Signal regulatory protein α (SIRPα) is a regulatory membrane glycoprotein from SIRP family expressed mainly by myeloid cells and also by stem cells or neurons.

SIRPα acts as inhibitory receptor and interacts with a broadly expressed transmembrane protein CD47 also called the "don't eat me" signal. This interaction negatively controls effector function of innate immune cells such as host cell phagocytosis. SIRPα diffuses laterally on the macrophage membrane and accumulates at a phagocytic synapse to bind CD47 and signal 'self', which inhibits the cytoskeleton-intensive process of phagocytosis by the macrophage. This is analogous to the self signals provided by MHC class I molecules to NK cells via Ig-like or Ly49 receptors. NB. Protein shown to the right is CD47 not SIRP α.

Structure
The cytoplasmic region of SIRPα is highly conserved between rats, mice and humans. Cytoplasmic region contains a number of tyrosine residues, which likely act as ITIMs.  Upon CD47 ligation, SIRPα is phosphorylated and recruits phosphatases like SHP1 and SHP2. The extracellular region contains three Immunoglobulin superfamily domains – single V-set and two C1-set IgSF domains. SIRP β and γ have the similar extracellular structure but different cytoplasmic regions giving contrasting types of signals. SIRP α polymorphisms are found in ligand-binding IgSF V-set domain but it does not affect ligand binding. One idea is that the polymorphism is important to protect the receptor of pathogens binding.

Ligands 
SIRPα recognizes CD47, an anti-phagocytic signal that distinguishes live cells from dying cells. CD47 has a single Ig-like extracellular domain and five membrane spanning regions.  The interaction between SIRPα and CD47 can be modified by endocytosis or cleavage of the receptor, or interaction with surfactant proteins. Surfactant protein A and D are soluble ligands, highly expressed in the lungs, that bind to the same region of SIRPα as CD47 and can therefore competitively block binding.

Signalling 
The extracellular domain of SIRP α binds to CD47 and transmits intracellular signals through its cytoplasmic domain. CD47-binding is mediated through the NH2-terminal V-like domain of SIRP α. The cytoplasmic region contains four ITIMs that become phosphorylated after binding of ligand. The phosphorylation mediates activation of tyrosine kinase SHP2. SIRP α has been shown to bind also phosphatase SHP1, adaptor protein SCAP2 and FYN-binding protein.
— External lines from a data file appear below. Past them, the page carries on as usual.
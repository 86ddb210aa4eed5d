//! The archive key derivation function.
//!
//! Keyed BLAKE2b with a fixed format personalisation; domain separation
//! happens through the input strings listed in [`domains`].

use crate::error::{ErrorKind, Result};

/// BLAKE2b personalisation shared by every derivation in the format.
const PERSONALIZATION: [u8; 16] = [
    0x76, 0x65, 0x66, 0x73, 0xa4, 0xa1, 0x5f, 0x44, 0xac, 0x08, 0x45, 0x31,
    0x8d, 0x08, 0xd1, 0x33,
];

/// Domain separation strings baked into the format.
pub(crate) mod domains {
    pub const STATIC_HEADER_PRK: &[u8] = b"vefs/prk/StaticArchiveHeaderPRK";
    pub const STATIC_HEADER_SALT: &[u8] =
        b"vefs/salt/StaticArchiveHeaderWriteCounter";
    pub const ARCHIVE_HEADER_PRK: &[u8] = b"vefs/prk/ArchiveHeaderPRK";
    pub const ARCHIVE_HEADER_SALT: &[u8] = b"vefs/salt/ArchiveSecretCounter";
    pub const ARCHIVE_SECRET_COUNTER_SEED: &[u8] =
        b"vefs/seed/ArchiveSecretCounter";
    pub const JOURNAL_COUNTER_SEED: &[u8] = b"vefs/seed/JournalCounter";
    pub const SECTOR_PRK: &[u8] = b"vefs/prk/SectorPRK";
    pub const SECTOR_SALT: &[u8] = b"vefs/salt/Sector-Salt";
    pub const SECTOR_ERASE: &[u8] = b"vefs/erase/Sector";
    pub const FILE_SECRET_SEED: &[u8] = b"vefs/seed/FileSecret";
    pub const FILE_COUNTER_SEED: &[u8] = b"vefs/seed/FileSecretCounter";
}

/// Derives `out.len()` bytes from `input_key` and the given domain parts.
///
/// `out` must be between 1 and 64 bytes, `input_key` at most 64 bytes.
pub fn kdf(out: &mut [u8], input_key: &[u8], parts: &[&[u8]]) -> Result<()> {
    if out.is_empty() || out.len() > blake2b_simd::OUTBYTES {
        return Err(ErrorKind::InvalidArgument.into());
    }
    if input_key.len() > blake2b_simd::KEYBYTES {
        return Err(ErrorKind::InvalidArgument.into());
    }

    let mut params = blake2b_simd::Params::new();
    params
        .hash_length(out.len())
        .key(input_key)
        .personal(&PERSONALIZATION);

    let mut state = params.to_state();
    for part in parts {
        state.update(part);
    }
    out.copy_from_slice(state.finalize().as_bytes());
    Ok(())
}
Recruitment of SHP phosphatases to the membrane leads to the inhibition of myosin accumulation at the cell surface and results in the inhibition of phagocytosis.

Cancer 
Cancer cells highly expressed CD47 that activate SIRP α and inhibit macrophage-mediated destruction. In one study, they engineered high-affinity variants of SIRP α that antagonized CD47 on cancer cells and caused increase phagocytosis of cancer cells. Another study (in mice) found anti-SIRPα antibodies helped macrophages to reduce cancer growth and metastasis, alone and in synergy with other cancer treatments.